Further, he believed that “intellectual spillovers” were important. Firms locate near each other in order to learn and speed up the process of innovation. Think of Silicon Valley, formed nearly a century after Marshall wrote.

A large number of detailed studies in recent decades confirm that these are not just mere theories. They have strong empirical support. The Harvard economist Ed Glaeser, for example calculated that in the US in the 2000s each of Marshall’s three reasons were of roughly equal importance.

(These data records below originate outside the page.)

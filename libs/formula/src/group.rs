//! Bracket group evaluation.

use crate::composition::Composition;
use crate::error::Result;

/// A closed `(...)` or `[...]` group and the digits that followed it.
#[derive(Clone, Copy, Debug, PartialEq, Eq)]
pub(crate) struct Group<'a> {
    pub body: &'a str,
    pub multiplier: Option<u32>,
}

impl<'a> Group<'a> {
    pub fn new(body: &'a str, multiplier: Option<u32>) -> Self {
        Self { body, multiplier }
    }

    /// Parses the body as a formula of its own, scales it by the multiplier
    /// (1 when absent) and merges it into `into`.
    ///
    /// Errors from the nested parse propagate unchanged.
    pub fn evaluate_into(&self, into: &mut Composition) -> Result<()> {
        let inner = crate::scanner::scan(self.body)?;
        let factor = self.multiplier.unwrap_or(1);
        tracing::trace!(body = self.body, factor, "evaluated bracket group");
        into.merge_scaled(inner, factor)
    }
}

#[cfg(test)]
mod tests {
    use super::*;
    use crate::error::Error;

    #[test]
    fn scales_body_by_multiplier() {
        let mut c = Composition::new();
        c.add("Fe", Some(2)).unwrap();
        Group::new("SO4", Some(3)).evaluate_into(&mut c).unwrap();
        assert_eq!(c.get("Fe"), Some(2));
        assert_eq!(c.get("S"), Some(3));
        assert_eq!(c.get("O"), Some(12));
    }

    #[test]
    fn missing_multiplier_means_one() {
        let mut c = Composition::new();
        Group::new("OH", None).evaluate_into(&mut c).unwrap();
        assert_eq!(c.get("O"), Some(1));
        assert_eq!(c.get("H"), Some(1));
    }

    #[test]
    fn nested_errors_propagate() {
        let mut c = Composition::new();
        let err = Group::new("cl", Some(2)).evaluate_into(&mut c).unwrap_err();
        assert_eq!(err, Error::LowerCaseLetterStart);
        assert!(c.is_empty());
    }
}
// Copyright 2020 - developers of the `grammers` project.
//
// Licensed under the Apache License, Version 2.0 <LICENSE-APACHE or
// https://www.apache.org/licenses/LICENSE-2.0> or the MIT license
// <LICENSE-MIT or https://opensource.org/licenses/MIT>, at your
// option. This file may not be copied, modified, or distributed
// except according to those terms.
//! Session key derivation from the stored password secret and the server's
//! challenge nonce.
use crate::Error;
use base64::{engine::general_purpose::STANDARD, Engine as _};
use hmac::Hmac;
use pbkdf2::pbkdf2;
use sha1::Sha1;

const ITERATIONS: u32 = 2;

/// Decodes the stored, base64-encoded password into the raw 20-byte secret
/// used as the PBKDF2 password.
pub fn decode_password(stored: &str) -> Result<[u8; 20], Error> {
    let bytes = STANDARD.decode(stored.trim()).map_err(|_| Error::BadPassword)?;
    bytes.try_into().map_err(|_| Error::BadPassword)
}

/// Derives the four session keys from `(secret, nonce)`.
///
/// Returns `[out_cipher_key, out_mac_key, in_cipher_key, in_mac_key]`, each
/// the output of an independent PBKDF2-HMAC-SHA-1 run over `secret` with
/// salt `nonce || distinguisher` for `distinguisher in 1..=4`.
pub fn derive_keys(secret: &[u8; 20], nonce: &[u8]) -> [[u8; 20]; 4] {
    let mut keys = [[0u8; 20]; 4];
    for (i, key) in keys.iter_mut().enumerate() {
        let mut salt = Vec::with_capacity(nonce.len() + 1);
        salt.extend_from_slice(nonce);
        salt.push((i + 1) as u8);
        pbkdf2::<Hmac<Sha1>>(secret, &salt, ITERATIONS, key)
            .expect("20-byte output is always a valid pbkdf2 length");
    }
    keys
}

#[cfg(test)]
mod tests {
    use super::*;

    #[test]
    fn decodes_valid_password() {
        let encoded = STANDARD.encode([7u8; 20]);
        assert_eq!(decode_password(&encoded).unwrap(), [7u8; 20]);
    }

    #[test]
    fn rejects_wrong_length_password() {
        let encoded = STANDARD.encode([7u8; 10]);
        assert!(matches!(decode_password(&encoded), Err(Error::BadPassword)));
    }

    #[test]
    fn derives_four_distinct_keys() {
        let secret = [1u8; 20];
        let nonce = b"0123456789abcdef0123456789abcdef";
        let keys = derive_keys(&secret, nonce);
        assert_ne!(keys[0], keys[1]);
        assert_ne!(keys[1], keys[2]);
        assert_ne!(keys[2], keys[3]);
        // Deterministic: re-deriving with the same inputs is stable.
        assert_eq!(keys, derive_keys(&secret, nonce));
    }
}
// Copyright 2020 - developers of the `grammers` project.
//
// Licensed under the Apache License, Version 2.0 <LICENSE-APACHE or
// https://www.apache.org/licenses/LICENSE-2.0> or the MIT license
// <LICENSE-MIT or https://opensource.org/licenses/MIT>, at your
// option. This file may not be copied, modified, or distributed
// except according to those terms.
//! [`Node`], the single atomic unit the protocol is built from: an XML-like
//! element with ordered attributes, optional children, and optional raw
//! data.

/// A parsed or to-be-serialized protocol tree element.
#[derive(Clone, Debug)]
pub struct Node {
    pub tag: String,
    attrs: Vec<(String, String)>,
    pub children: Vec<Node>,
    pub data: Option<Vec<u8>>,
    /// Distinguishes `<tag/>` from `<tag></tag>` for the rare cases where
    /// the server expects an explicit (possibly empty) data string. Not
    /// recoverable from the wire (the codec only ever sees `data.is_some()`
    /// on the way back), so it is excluded from equality.
    pub force_data: bool,
}

impl PartialEq for Node {
    fn eq(&self, other: &Self) -> bool {
        self.tag == other.tag
            && self.attrs == other.attrs
            && self.children == other.children
            && self.data == other.data
    }
}

impl Eq for Node {}

impl Node {
    pub fn new(tag: impl Into<String>) -> Self {
        Self {
            tag: tag.into(),
            attrs: Vec::new(),
            children: Vec::new(),
            data: None,
            force_data: false,
        }
    }

    pub fn with_attr(mut self, key: impl Into<String>, value: impl Into<String>) -> Self {
        self.push_attr(key, value);
        self
    }

    pub fn push_attr(&mut self, key: impl Into<String>, value: impl Into<String>) {
        self.attrs.push((key.into(), value.into()));
    }

    pub fn with_child(mut self, child: Node) -> Self {
        self.children.push(child);
        self
    }

    pub fn with_data(mut self, data: impl Into<Vec<u8>>) -> Self {
        self.data = Some(data.into());
        self.force_data = true;
        self
    }

    pub fn with_text(self, text: impl AsRef<str>) -> Self {
        self.with_data(text.as_ref().as_bytes().to_vec())
    }

    /// Returns the value of the attribute named `key`, if present.
    pub fn attr(&self, key: &str) -> Option<&str> {
        self.attrs
            .iter()
            .find(|(k, _)| k == key)
            .map(|(_, v)| v.as_str())
    }

    pub fn attrs(&self) -> &[(String, String)] {
        &self.attrs
    }

    /// Returns the first direct child with the given tag, if any.
    pub fn child(&self, tag: &str) -> Option<&Node> {
        self.children.iter().find(|c| c.tag == tag)
    }

    /// Interprets this node's data as UTF-8 text, if any.
    pub fn text(&self) -> Option<&str> {
        self.data.as_deref().and_then(|d| std::str::from_utf8(d).ok())
    }

    /// The sentinel tag used by the frame reader when a tree could not be
    /// fully parsed from the bytes available so far.
    pub fn incomplete() -> Node {
        Node::new("treeerr")
    }

    pub fn is_incomplete(&self) -> bool {
        self.tag == "treeerr"
    }
}

#[cfg(test)]
mod tests {
    use super::*;

    #[test]
    fn builder_preserves_attribute_order() {
        let n = Node::new("iq").with_attr("type", "get").with_attr("id", "1");
        assert_eq!(
            n.attrs(),
            &[
                ("type".to_string(), "get".to_string()),
                ("id".to_string(), "1".to_string())
            ]
        );
    }

    #[test]
    fn child_lookup_finds_first_match() {
        let n = Node::new("message").with_child(Node::new("body").with_text("hi"));
        assert_eq!(n.child("body").unwrap().text(), Some("hi"));
        assert_eq!(n.child("media"), None);
    }
}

There have been very distinct benefits to agglomeration. Throughout the developed world, the greater the density of employment in an area, the higher is its productivity. Head offices contain more highly skilled staff and so will be more productive than the average. But in city centres, their productivity is even higher than their skill levels suggest they should be.

Has Covid-19 changed all this? Or more specifically, has the crisis enabled people to see that new technology could overturn two centuries of experience in urban centres in industrialised countries?

Certainly, tech platforms such as LinkedIn offer the potential for efficient hiring of relevant skills and for employees to discover opportunities through their networks. But new recruits need to be integrated. And younger people probably still need a combination of social and remote interaction to develop their own professional networks.

It is less clear that remote working can encourage innovation in the same way. Much of the informal contacts needed for this cannot be captured by video conferences.

Yes, there will be an increase in working from home. But Marshall’s insights into the benefits of agglomeration still hold true.